Important points of a Partnership Deed
The following points are to be mentioned in the partnership deed.
- Name of the partners.
- Name and nature of the business.
- Capital contributed by each partner.
- The ratio of Gain or Loss.
- Rate of interest is allowed on a partner’s capital.
- Salary is to be paid to a partner for doing the extra job.
- The maximum amount of withdrawal of a partner during a particular period.
- Whether a partner’s capitals are to be maintained on fixed or fluctuating methods.
- Life of partnership business.
- Rate of interest on the drawing if any to be charged.
- Interest on partner’s loan.
- Financial period for determining Gain or Loss of the business.
- Method of valuation of goodwill at the time of admission, the retirement of a partner, mergers of business and dissolution of a business.
- Method of computing the amount due to the retiring partner or to the successors of the deceased partner.
- The way or procedure of payment of the amount due to the retiring partner or executors of the deceased.
- Clause regarding arbitration in case of a dispute.
- The procedure of dissolution of the firm.

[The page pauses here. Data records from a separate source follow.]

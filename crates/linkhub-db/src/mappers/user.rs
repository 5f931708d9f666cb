//! User model -> entity mapper

use linkhub_core::entities::{User, UserCounts, UserWithCounts};
use linkhub_core::error::DomainError;
use linkhub_core::value_objects::UserId;

use crate::models::{UserModel, UserWithCountsModel};

impl TryFrom<UserModel> for User {
    type Error = DomainError;

    fn try_from(model: UserModel) -> Result<Self, Self::Error> {
        let theme = model
            .theme
            .parse()
            .map_err(|_| DomainError::InternalError(format!("unknown theme {:?}", model.theme)))?;
        let role = model
            .role
            .parse()
            .map_err(|_| DomainError::InternalError(format!("unknown role {:?}", model.role)))?;

        Ok(User {
            id: UserId::from_uuid(model.id),
            email: model.email,
            name: model.name,
            username: model.username,
            bio: model.bio,
            avatar: model.avatar,
            theme,
            role,
            is_active: model.is_active,
            created_at: model.created_at,
            updated_at: model.updated_at,
        })
    }
}

impl TryFrom<UserWithCountsModel> for UserWithCounts {
    type Error = DomainError;

    fn try_from(model: UserWithCountsModel) -> Result<Self, Self::Error> {
        Ok(UserWithCounts {
            user: User::try_from(model.user)?,
            counts: UserCounts {
                links: model.link_count,
                views: model.view_count,
            },
        })
    }
}
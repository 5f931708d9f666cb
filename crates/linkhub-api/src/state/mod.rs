//! Application state
//!
//! Holds the shared state for the Axum application: the service context
//! and the session cookie settings.

use std::sync::Arc;

use linkhub_common::{AppConfig, JwtService};
use linkhub_service::ServiceContext;

/// Session cookie attributes
#[derive(Debug, Clone, PartialEq, Eq)]
pub struct SessionCookie {
    pub name: String,
    /// Set the `Secure` attribute (production only)
    pub secure: bool,
}

impl SessionCookie {
    /// Default cookie name
    pub const DEFAULT_NAME: &'static str = "linkhub_session";
}

impl Default for SessionCookie {
    fn default() -> Self {
        Self {
            name: Self::DEFAULT_NAME.to_string(),
            secure: false,
        }
    }
}

impl From<&AppConfig> for SessionCookie {
    fn from(config: &AppConfig) -> Self {
        Self {
            name: config.session.cookie_name.clone(),
            secure: config.app.env.is_production(),
        }
    }
}

/// Application state shared across all handlers
#[derive(Clone)]
pub struct AppState {
    /// Service context containing all dependencies
    service_context: Arc<ServiceContext>,
    cookie: Arc<SessionCookie>,
}

impl AppState {
    /// Create a new AppState from an owned or shared service context
    pub fn new(service_context: impl Into<Arc<ServiceContext>>, cookie: SessionCookie) -> Self {
        Self {
            service_context: service_context.into(),
            cookie: Arc::new(cookie),
        }
    }

    /// Get the service context
    pub fn service_context(&self) -> &ServiceContext {
        &self.service_context
    }

    /// Session cookie settings
    pub fn cookie(&self) -> &SessionCookie {
        &self.cookie
    }

    /// Get the JWT service from the service context
    pub fn jwt_service(&self) -> &JwtService {
        self.service_context.jwt_service()
    }
}

impl std::fmt::Debug for AppState {
    fn fmt(&self, f: &mut std::fmt::Formatter<'_>) -> std::fmt::Result {
        f.debug_struct("AppState")
            .field("service_context", &"ServiceContext")
            .field("cookie", &self.cookie)
            .finish()
    }
}
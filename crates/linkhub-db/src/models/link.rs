//! Link database model

use chrono::{DateTime, Utc};
use sqlx::FromRow;
use uuid::Uuid;

/// Database model for links table
#[derive(Debug, Clone, FromRow)]
pub struct LinkModel {
    pub id: Uuid,
    pub user_id: Uuid,
    pub title: String,
    pub url: String,
    pub order: i32,
    pub is_active: bool,
    pub created_at: DateTime<Utc>,
    pub updated_at: DateTime<Utc>,
}
//! Authentication extractors
//!
//! The session token is read from the session cookie, falling back to an
//! `Authorization: Bearer` header. Validation is purely cryptographic, so a
//! rejected request never reaches persistence or the cache.

use axum::{
    async_trait,
    extract::{FromRef, FromRequestParts},
    http::request::Parts,
};
use axum_extra::{
    extract::CookieJar,
    headers::{authorization::Bearer, Authorization},
    TypedHeader,
};
use linkhub_common::SessionClaims;
use linkhub_core::{User, UserId};
use linkhub_service::AdminService;

use crate::response::ApiError;
use crate::state::AppState;

/// Authenticated user extracted from the session token
#[derive(Debug, Clone)]
pub struct AuthUser {
    pub user_id: UserId,
    pub claims: SessionClaims,
}

async fn session_token<S>(parts: &mut Parts, state: &S, cookie_name: &str) -> Option<String>
where
    S: Send + Sync,
{
    let jar = CookieJar::from_headers(&parts.headers);
    if let Some(cookie) = jar.get(cookie_name) {
        return Some(cookie.value().to_string());
    }

    TypedHeader::<Authorization<Bearer>>::from_request_parts(parts, state)
        .await
        .ok()
        .map(|TypedHeader(Authorization(bearer))| bearer.token().to_string())
}

#[async_trait]
impl<S> FromRequestParts<S> for AuthUser
where
    S: Send + Sync,
    AppState: FromRef<S>,
{
    type Rejection = ApiError;

    async fn from_request_parts(parts: &mut Parts, state: &S) -> Result<Self, Self::Rejection> {
        let app_state = AppState::from_ref(state);

        let token = session_token(parts, state, &app_state.cookie().name)
            .await
            .ok_or(ApiError::Unauthorized)?;

        let claims = app_state.jwt_service().validate_session(&token).map_err(|e| {
            tracing::warn!(error = %e, "Invalid session token");
            ApiError::Unauthorized
        })?;

        let user_id = claims.user_id().map_err(|e| {
            tracing::warn!(error = %e, "Invalid user ID in token");
            ApiError::Unauthorized
        })?;

        Ok(Self { user_id, claims })
    }
}

/// Authenticated user whose stored record is an active admin
#[derive(Debug, Clone)]
pub struct AdminUser {
    pub user: User,
}

impl AdminUser {
    pub fn id(&self) -> UserId {
        self.user.id
    }
}

#[async_trait]
impl<S> FromRequestParts<S> for AdminUser
where
    S: Send + Sync,
    AppState: FromRef<S>,
{
    type Rejection = ApiError;

    async fn from_request_parts(parts: &mut Parts, state: &S) -> Result<Self, Self::Rejection> {
        let auth = AuthUser::from_request_parts(parts, state).await?;
        let app_state = AppState::from_ref(state);

        let user = AdminService::new(app_state.service_context())
            .authorize(auth.user_id)
            .await?;

        Ok(Self { user })
    }
}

- Treatment of assurance policy if any.
Rules in the absence of agreement
In the absence of a written agreement, the following rules will be applicable to partnership.
- Each partner will contribute equally towards the capital of the firm.
- Gain /Losses of the firm will be distributed equally among the partners.
- No salary will be paid to partners for performing duties in the firm.
- No interest on partner’s capitals will be allowed.
- 6% interest on partners loan other than their capital will be allowed.
- The firm will have to indemnify every partner for the expenses incurred or payment made by one on behalf of the firm.
- Without the consent of all the partners, no one can be admitted as a partner.
- Every partner has got the right of access to the books of accounts.
- Every partner has got the right to participate in the conduct and management of the business.
- A retiring partner or executor of the deceased partner has got the right to share in the profits, earned with the help of the assets belonging to him or interest at 6% per annum, at the option of such partner or his executors.